MySQL Bugs: #33951: SQL/API nodes crash or hang repeatedly when my.cnf contains same server-id value

Bug #33951	SQL/API nodes crash or hang repeatedly when my.cnf contains same server-id value
Submitted:	21 Jan 2008 0:38	Modified:	31 Oct 2008 19:10
Reporter:	Jason Brooke	Email Updates:
Status:	Can't repeat	Impact on me:	None
Category:	MySQL Cluster: Cluster (NDB) storage engine	Severity:	S1 (Critical)
Version:	5.0.45, 5.1.22rc	OS:	Linux (RHEL 5.1)
Assigned to:	Don Kehn	CPU Architecture:	Any
Tags:	same server-id crash hang

Description:
Connecting more than one SQL node to a cluster with the same server-id value in my.cnf as another SQL node can result in:

- SQL nodes crashing randomly up to several times a day
- an SQL node getting hung up on some queries until kill -9'd

Cluster itself (data nodes) seem unaffected and function perfectly.
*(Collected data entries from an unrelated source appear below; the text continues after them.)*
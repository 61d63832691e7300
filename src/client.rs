//! Copyright (c) 2025-2026, Kirky.X
//!
//! MIT License
//!
//! 该模块定义了面向调用方的同步客户端：把存储、编解码器
//! 和同步操作组合成一个句柄。

use crate::backend::{Pipeline, RedisStore, Store};
use crate::config::Config;
use crate::entity::CacheEntity;
use crate::error::Result;
use crate::serialization::CodecEnum;
use crate::sync::{self, SyncContext, WriteDispatch};
use crate::target::Target;
use tracing::instrument;

/// 同步客户端
///
/// 持有存储与编解码器，按调用构造操作上下文。
/// 不同客户端实例之间无共享可变状态，可并发使用。
pub struct SyncedStore<S: Store> {
    store: S,
    codec: CodecEnum,
}

impl SyncedStore<RedisStore> {
    /// 按配置连接Redis并构造客户端
    pub async fn connect(config: &Config) -> Result<Self> {
        let store = RedisStore::connect(&config.store).await?;
        Ok(Self::new(store, config.codec()))
    }
}

impl<S: Store> SyncedStore<S> {
    /// 由存储与编解码器构造客户端
    pub fn new(store: S, codec: CodecEnum) -> Self {
        Self { store, codec }
    }

    /// 底层存储句柄
    pub fn store(&self) -> &S {
        &self.store
    }

    /// 编解码器
    pub fn codec(&self) -> &CodecEnum {
        &self.codec
    }

    /// 读同步：取回缓存属性并条件合并进目标
    ///
    /// # 参数
    ///
    /// * `alias` - 类型别名
    /// * `id_attr` - 标识符属性名
    /// * `filter_attrs` - 限定合并的属性列表，空表示全部
    /// * `target` - 单个或集合目标（可变借用）
    #[instrument(skip(self, target), level = "debug")]
    pub async fn select<T: CacheEntity>(
        &self,
        alias: &str,
        id_attr: &str,
        filter_attrs: &[&str],
        target: Target<&mut T>,
    ) -> Result<()> {
        let ctx = SyncContext::new(alias, id_attr, &self.codec).with_filter(filter_attrs);
        sync::select(&self.store, &ctx, target).await
    }

    /// 写同步：立即写入存储
    #[instrument(skip(self, target), level = "debug")]
    pub async fn add_object<T: CacheEntity>(
        &self,
        alias: &str,
        id_attr: &str,
        target: Target<&T>,
    ) -> Result<()> {
        let ctx = SyncContext::new(alias, id_attr, &self.codec);
        let mut dispatch = WriteDispatch::Direct(&self.store);
        sync::add_object(&mut dispatch, &ctx, target).await
    }

    /// 写同步：入队到管道，由调用方在外部flush
    #[instrument(skip(self, pipeline, target), level = "debug")]
    pub async fn add_object_pipelined<T: CacheEntity>(
        &self,
        pipeline: &mut dyn Pipeline,
        alias: &str,
        id_attr: &str,
        target: Target<&T>,
    ) -> Result<()> {
        let ctx = SyncContext::new(alias, id_attr, &self.codec);
        let mut dispatch = WriteDispatch::Pipelined(pipeline);
        sync::add_object(&mut dispatch, &ctx, target).await
    }
}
Clearly, this is a misconfiguration problem and a silly one at that, but I figured I'd report a bug anyway as it may be desirable that MySQL more gracefully handle this misconfiguration.

How to repeat:
This is my scenario, but some of this may or may not be required to repeat the issue:

2 data nodes
2 management nodes, number of replicas set to 2
2 SQL nodes on same hosts as management nodes - both with server-id=1 in my.cnf

Start cluster, connect SQL nodes and begin issuing queries to both SQL nodes - my sql nodes for example reported about 50 queries per second avg in 'status'. It doesn't seem to matter what sort of queries are used, there was nothing consistent about the query that appeared top of the list in execution time when one of the sql nodes hung.

Suggested fix:
If possible, modify behaviour so that when a second SQL node joins a cluster and has the same server-id value as an existing SQL node, it disconnects from the cluster and logs a message about the misconfiguration.

Thank you for the report.

If I understood you correct you say same server id leads one of API nodes to hang? Please confirm or reject.

That's correct Sveta. There seems to be two symptoms:

- both API nodes randomly crashing
- both API nodes get hung queries in processlist, which prevents most subsequent queries from completing, even against other tables

I haven't been able to find the exact condition that triggers these symptoms, I only that once I correct the misconfiguration, it all runs beautifully.

Thank you for the feedback.

Status was changed to "Verified" by mistake. I could not repeat hang with test data. Could you please describe which type of queries "hang" in your case? How much time servers run smoothly before hang?

The amount of time that would pass before a crash or hung queries seemed inconsistent - sometimes they'd go for a few days, other times just a few minutes. Meanwhile, the queries that were being run were always quite consistent, and it's a single application using the database. I'm attaching some files with some info about queries etc.

Can't repeat with at this point with 5.1.29rc, will require a stack trace of the crash in order to determine exactly where the problem occurs. Note: After testing with 6.1, 6.2, 6.3, & 5.1.29rc have not seen this issue.